Microplastics (MPs) are persistent emerging pollutants that threaten aquatic ecosystems, terrestrial environments, and human health. Microbial fuel cells (MFCs) have recently gained attention as a sustainable and eco-friendly platform for MP degradation due to their ability to couple microbial metabolism with bioelectricity generation. This review synthesizes current knowledge on the role of plastic-degrading and electrogenic microorganisms, such as Bacillus sp., Pseudomonas sp., Citrobacter sp., Brevibacillus sp., and Klebsiella sp., that secrete key enzymes including lipases, esterases, depolymerases, and cutinases. These enzymes facilitate the breakdown of major MPs such as polyethylene, polyethylene terephthalate, polystyrene, polypropylene, and polyurethane into metabolizable monomers and oligomers. Two principal mechanisms underpin MP degradation within MFCs, wherein anaerobic enzymatic depolymerization in the anodic biofilm enables the uptake and mineralization of MP-derived intermediates, while simultaneously, reactive oxygen species (ROS) generated in the cathodic chamber through electro-Fenton reactions promote oxidative scission of polymer chains, thereby accelerating the overall degradation process.
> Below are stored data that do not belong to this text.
// License: MIT
// Copyright © 2025 Energy Flow Routes contributors

//! This module defines the `Error` struct and the `ErrorKind` enum, which are
//! used to represent errors that can occur in the library.

/// A macro for defining the `ErrorKind` enum, the `Display` implementation for
/// it, and the constructors for the `Error` struct.
macro_rules! ErrorKind {
    ($(
        ($kind:ident, $ctor:ident)
    ),*) => {
        /// The kind of error that occurred.
        #[derive(Debug, PartialEq)]
        pub(crate) enum ErrorKind {
            $(
                $kind,
            )*
        }

        impl std::fmt::Display for ErrorKind {
            fn fmt(&self, f: &mut std::fmt::Formatter<'_>) -> std::fmt::Result {
                match self {
                    $(
                        Self::$kind => write!(f, "{}", stringify!($kind)),
                    )*
                }
            }
        }

        /// Constructors for [`Error`].
        impl Error {
            $(
                #[doc = concat!(
                    "Creates a new [`Error`] with the `",
                    stringify!($kind),
                    "` kind and the given description."
                )]
                pub(crate) fn $ctor(desc: impl Into<String>) -> crate::Error {
                    Self {
                        kind: ErrorKind::$kind,
                        desc: desc.into(),
                    }
                }
            )*
        }
    };
}

ErrorKind!(
    (InvalidPreferences, invalid_preferences),
    (InvalidConsumer, invalid_consumer)
);

/// An error that can occur while validating the energy preferences that feed
/// a [FlowEngine][crate::FlowEngine].
#[derive(Debug, PartialEq)]
pub struct Error {
    kind: ErrorKind,
    desc: String,
}

impl std::fmt::Display for Error {
    fn fmt(&self, f: &mut std::fmt::Formatter<'_>) -> std::fmt::Result {
        write!(f, "{}: {}", self.kind, self.desc)
    }
}

impl std::error::Error for Error {}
Reported studies demonstrate measurable degradation efficiencies and simultaneous electricity generation, indicating a synergistic relationship between biodegradation and electrogenic activity. A techno-economic assessment reveals that MFCs offer lower operational costs than conventional treatment technologies due to reduced energy demand and the added benefit of electricity production. However, limitations persist, including MP heterogeneity, slow degradation rates, electrode fouling, and challenges in scaling up reactor configurations. Overall, MFCs represent a multifunctional and promising technology for mitigating MP pollution, with future opportunities in microbial engineering, system optimization, and integration into existing wastewater treatment infrastructures.